Jeff Kennett

Jeff Kennett

Jeffrey Gibb Kennett AC (born 25 July 1948), Australian politician, served as the Premier of Victoria from 1992 to 1999.

Early life
Kennett was born in Melbourne and educated at Scotch College. He dropped out of the Australian National University after one year of an economics degree, and worked in retailing. In 1968 he was conscripted into the Australian Army, and served in Malaysia and Singapore. He returned to civilian life and played VFL football for 3 seasons, for Hawthorn, before he went into advertising, forming his own company, KNF, in 1971. In 1972 he married Felicity Kellar, with whom he has four children. They separated for a period from January to October 1998, but have since reconciled.

Political career
Kennett was elected as a Liberal Member of the Victorian Legislative Assembly (MLA) for Burwood in 1976, and in 1981 he became Minister for Housing, Immigration and Ethnic Affairs in the government of Dick Hamer. When the Liberals were defeated in 1982 he was elected Leader of the Liberal Party, despite being the youngest member of the outgoing Cabinet. He was an aggressive Opposition Leader, and was much criticised for his "bull-in-a-china-shop" style and his populist anti-government rhetoric.

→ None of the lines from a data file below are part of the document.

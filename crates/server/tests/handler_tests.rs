//! End-to-end handler tests over in-memory SQLite.
//!
//! These call the inner handlers directly with a constructed auth context,
//! covering registration roles, credential checks, ownership and team
//! isolation, status-update authorization, and derived progress.

use auth::JwtConfig;
use chrono::{Duration, Utc};
use entity::users::UserRole;
use error::AppError;
use migration::{Migrator, MigratorTrait};
use sea_orm::Database;
use server::{
    api,
    dto::{
        auth::{LoginRequest, RegisterRequest},
        private_todos::{CreateTodoRequest, UpdateTodoRequest},
        sub_tasks::CreateSubTaskRequest,
        team_tasks::{AssignTaskRequest, CreateTaskRequest},
        UpdateStatusRequest,
    },
    middleware::auth::AuthContext,
    store,
    AppState,
};

async fn setup_state() -> AppState {
    let db = Database::connect("sqlite::memory:").await.expect("connect");
    Migrator::up(&db, None).await.expect("migrate");

    AppState {
        db,
        jwt_config: JwtConfig::new("handler-test-secret-key"),
        redis: redis::Client::open("redis://127.0.0.1:6379").expect("redis url"),
    }
}

fn ctx_for(user_id: i32) -> AuthContext {
    AuthContext {
        user_id,
        jti: format!("test-jti-{}", user_id),
        expires_at: Utc::now() + Duration::hours(24),
    }
}

async fn register(state: &AppState, name: &str, email: &str) -> i32 {
    let response = api::auth::register_handler_inner(
        state,
        RegisterRequest {
            name:     name.to_string(),
            email:    email.to_string(),
            password: "correct horse battery".to_string(),
        },
    )
    .await
    .expect("register");

    response.0.data.unwrap().user.id
}

#[tokio::test]
async fn test_first_user_is_admin_rest_are_members() {
    let state = setup_state().await;

    let ids = [
        register(&state, "Alice", "alice@example.com").await,
        register(&state, "Bob", "bob@example.com").await,
        register(&state, "Carol", "carol@example.com").await,
    ];

    let roles: Vec<UserRole> = {
        let mut roles = Vec::new();
        for id in ids {
            let user = store::users::find_by_id(&state.db, id).await.unwrap().unwrap();
            roles.push(user.role);
        }
        roles
    };

    assert_eq!(roles, vec![UserRole::Admin, UserRole::Member, UserRole::Member]);
}

#[tokio::test]
async fn test_registration_joins_default_team() {
    let state = setup_state().await;
    let id = register(&state, "Alice", "alice@example.com").await;

    let user = store::users::find_by_id(&state.db, id).await.unwrap().unwrap();
    let team = store::teams::find_by_id(&state.db, user.team_id.unwrap())
        .await
        .unwrap()
        .unwrap();
    assert_eq!(team.name, "Default Team");
}

#[tokio::test]
async fn test_duplicate_email_is_case_insensitive_conflict() {
    let state = setup_state().await;
    register(&state, "Alice", "Alice@Example.com").await;

    let err = api::auth::register_handler_inner(
        &state,
        RegisterRequest {
            name:     "Imposter".to_string(),
            email:    "alice@example.COM".to_string(),
            password: "another password".to_string(),
        },
    )
    .await
    .unwrap_err();

    assert!(matches!(err, AppError::Conflict { .. }));
}

#[tokio::test]
async fn test_registration_validation_aggregates_fields() {
    let state = setup_state().await;

    let err = api::auth::register_handler_inner(
        &state,
        RegisterRequest {
            name:     "A".to_string(),
            email:    "not-an-email".to_string(),
            password: "short".to_string(),
        },
    )
    .await
    .unwrap_err();

    match err {
        AppError::Validation { details, .. } => {
            let map = details.expect("field map");
            assert!(map.get("name").is_some());
            assert!(map.get("email").is_some());
            assert!(map.get("password").is_some());
        },
        other => panic!("expected validation error, got {:?}", other),
    }
}

#[tokio::test]
async fn test_login_rejects_bad_credentials_uniformly() {
    let state = setup_state().await;
    register(&state, "Alice", "alice@example.com").await;

    let wrong_password = api::auth::login_handler_inner(
        &state,
        LoginRequest {
            email:    "alice@example.com".to_string(),
            password: "wrong password".to_string(),
        },
    )
    .await
    .unwrap_err();

    let unknown_email = api::auth::login_handler_inner(
        &state,
        LoginRequest {
            email:    "nobody@example.com".to_string(),
            password: "whatever password".to_string(),
        },
    )
    .await
    .unwrap_err();

    // Same message either way, so the endpoint never confirms an address
    assert_eq!(wrong_password.public_message(), "Invalid email or password");
    assert_eq!(unknown_email.public_message(), "Invalid email or password");
}

#[tokio::test]
async fn test_login_succeeds_with_differently_cased_email() {
    let state = setup_state().await;
    register(&state, "Alice", "alice@example.com").await;

    let response = api::auth::login_handler_inner(
        &state,
        LoginRequest {
            email:    "ALICE@example.com".to_string(),
            password: "correct horse battery".to_string(),
        },
    )
    .await
    .expect("login");

    assert!(!response.0.data.unwrap().access_token.is_empty());
}

#[tokio::test]
async fn test_me_returns_profile_with_team() {
    let state = setup_state().await;
    let id = register(&state, "Alice", "alice@example.com").await;

    let response = api::auth::me_handler_inner(&state, ctx_for(id)).await.expect("me");
    let profile = response.0.data.unwrap();

    assert_eq!(profile.id, id);
    assert_eq!(profile.team.unwrap().name, "Default Team");
}

#[tokio::test]
async fn test_me_404_when_user_deleted() {
    let state = setup_state().await;

    let err = api::auth::me_handler_inner(&state, ctx_for(999)).await.unwrap_err();
    assert!(matches!(err, AppError::NotFound { .. }));
}

#[tokio::test]
async fn test_private_todo_invisible_to_other_users() {
    let state = setup_state().await;
    let alice = register(&state, "Alice", "alice@example.com").await;
    let bob = register(&state, "Bob", "bob@example.com").await;

    let created = api::private_todos::create_todo_inner(
        &state,
        ctx_for(alice),
        CreateTodoRequest {
            title:       "secret plan".to_string(),
            description: None,
            status:      None,
            due_date:    None,
        },
    )
    .await
    .expect("create");
    let todo_id = created.0.data.unwrap().id;

    // Bob holds a valid token and knows the id; still forbidden
    let read = api::private_todos::get_todo_inner(&state, ctx_for(bob), todo_id)
        .await
        .unwrap_err();
    assert!(matches!(read, AppError::Forbidden { .. }));

    let update = api::private_todos::update_todo_inner(
        &state,
        ctx_for(bob),
        todo_id,
        UpdateTodoRequest::default(),
    )
    .await
    .unwrap_err();
    assert!(matches!(update, AppError::Forbidden { .. }));

    let delete = api::private_todos::delete_todo_inner(&state, ctx_for(bob), todo_id)
        .await
        .unwrap_err();
    assert!(matches!(delete, AppError::Forbidden { .. }));

    // Absent resources 404 before any ownership check
    let missing = api::private_todos::get_todo_inner(&state, ctx_for(bob), 9999)
        .await
        .unwrap_err();
    assert!(matches!(missing, AppError::NotFound { .. }));
}

#[tokio::test]
async fn test_todo_status_must_be_valid_for_todos() {
    let state = setup_state().await;
    let alice = register(&state, "Alice", "alice@example.com").await;

    let err = api::private_todos::create_todo_inner(
        &state,
        ctx_for(alice),
        CreateTodoRequest {
            title:       "blocked?".to_string(),
            description: None,
            status:      Some("BLOCKED".to_string()),
            due_date:    None,
        },
    )
    .await
    .unwrap_err();

    assert!(matches!(err, AppError::Validation { .. }));
    assert_eq!(err.public_message(), "Status must be one of: TODO, IN_PROGRESS, DONE");
}

#[tokio::test]
async fn test_member_cannot_create_team_task() {
    let state = setup_state().await;
    register(&state, "Alice", "alice@example.com").await;
    let bob = register(&state, "Bob", "bob@example.com").await;

    let err = api::team_tasks::create_task_inner(
        &state,
        ctx_for(bob),
        CreateTaskRequest {
            title:            "not allowed".to_string(),
            description:      None,
            status:           None,
            assigned_user_id: None,
        },
    )
    .await
    .unwrap_err();

    assert!(matches!(err, AppError::Forbidden { .. }));
    assert_eq!(err.public_message(), "Admin access required");
}

#[tokio::test]
async fn test_task_progress_from_sub_tasks() {
    let state = setup_state().await;
    let admin = register(&state, "Alice", "alice@example.com").await;

    let created = api::team_tasks::create_task_inner(
        &state,
        ctx_for(admin),
        CreateTaskRequest {
            title:            "release".to_string(),
            description:      None,
            status:           None,
            assigned_user_id: None,
        },
    )
    .await
    .expect("create task");
    let task_id = created.0.data.unwrap().id;

    for (title, status) in [("a", "DONE"), ("b", "TODO"), ("c", "TODO")] {
        api::sub_tasks::create_sub_task_inner(
            &state,
            ctx_for(admin),
            task_id,
            CreateSubTaskRequest {
                title:               title.to_string(),
                status:              Some(status.to_string()),
                responsible_user_id: None,
            },
        )
        .await
        .expect("create sub-task");
    }

    let detail = api::team_tasks::get_task_inner(&state, ctx_for(admin), task_id)
        .await
        .expect("get task");
    let task = detail.0.data.unwrap();

    // 1 of 3 done truncates to 33
    assert_eq!(task.progress, 33);
    assert_eq!(task.sub_tasks.unwrap().len(), 3);
}

#[tokio::test]
async fn test_task_status_update_authorization() {
    let state = setup_state().await;
    let admin = register(&state, "Alice", "alice@example.com").await;
    let bob = register(&state, "Bob", "bob@example.com").await;
    let carol = register(&state, "Carol", "carol@example.com").await;

    let created = api::team_tasks::create_task_inner(
        &state,
        ctx_for(admin),
        CreateTaskRequest {
            title:            "assigned work".to_string(),
            description:      None,
            status:           None,
            assigned_user_id: Some(bob),
        },
    )
    .await
    .expect("create task");
    let task_id = created.0.data.unwrap().id;

    // The assignee may update status
    let by_assignee = api::team_tasks::update_task_status_inner(
        &state,
        ctx_for(bob),
        task_id,
        UpdateStatusRequest {
            status: "IN_PROGRESS".to_string(),
        },
    )
    .await;
    assert!(by_assignee.is_ok());

    // Another member may not
    let by_other = api::team_tasks::update_task_status_inner(
        &state,
        ctx_for(carol),
        task_id,
        UpdateStatusRequest {
            status: "DONE".to_string(),
        },
    )
    .await
    .unwrap_err();
    assert!(matches!(by_other, AppError::Forbidden { .. }));

    // Unassign, then a non-admin member is still rejected
    api::team_tasks::assign_task_inner(
        &state,
        ctx_for(admin),
        task_id,
        AssignTaskRequest {
            assigned_user_id: None,
        },
    )
    .await
    .expect("unassign");

    let unassigned = api::team_tasks::update_task_status_inner(
        &state,
        ctx_for(bob),
        task_id,
        UpdateStatusRequest {
            status: "DONE".to_string(),
        },
    )
    .await
    .unwrap_err();
    assert!(matches!(unassigned, AppError::Forbidden { .. }));
}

The Labor government of John Cain was easily re-elected in 1985. In 1987, in one notable incident Kennett referred to the Federal Liberal leader John Howard using colourful language in a mobile telephone conversation with Howard rival Andrew Peacock.

Toward the end of its second term the Cain government had endured some loss in support and the Liberals were considered a good chance of winning the 1988 election. When Cain was returned with a small but workable majority, Kennett was criticised within his own party, and in 1989 he was deposed as leader and replaced by Alan Brown, a little-known rural MLA. A furious Kennett described Alan Hunt, the instigator of the coup, as "a man never to be trusted"[citation needed]. He publicly pledged never to attempt a return to the Liberal leadership, but when Brown proved unable to challenge the government effectively, he allowed his supporters to stage a party-room coup and restore him to the leadership unopposed in 1991.

Kennett won the October 1992 election in a landslide as a result of the public's disillusionment with the Labor government, which was held responsible for the state's economic and budgetary crisis. The Liberals had substantial majorities in both houses of the state Victorian Parliament and were able to pass any legislation they desired.

In office Kennett immediately instituted one of the most radical budget-cutting and privatisation programs undertaken by any Victorian government in an effort to improve the State's economy[citation needed]. Some of the government functions which the Kennett government privatised in whole or in part were: prisons, gas and electricity production and supply, hospitals, ambulance services, trams, trains and buses, water supply and government laboratories. Fifty-thousand public servants were retrenched in the process. As well, 350 government schools were closed, 7,000 teaching jobs removed. At the same time, reforms were made in state education including self-management, increased use of technology and greater emphasis on literacy and numeracy skills.[citation needed]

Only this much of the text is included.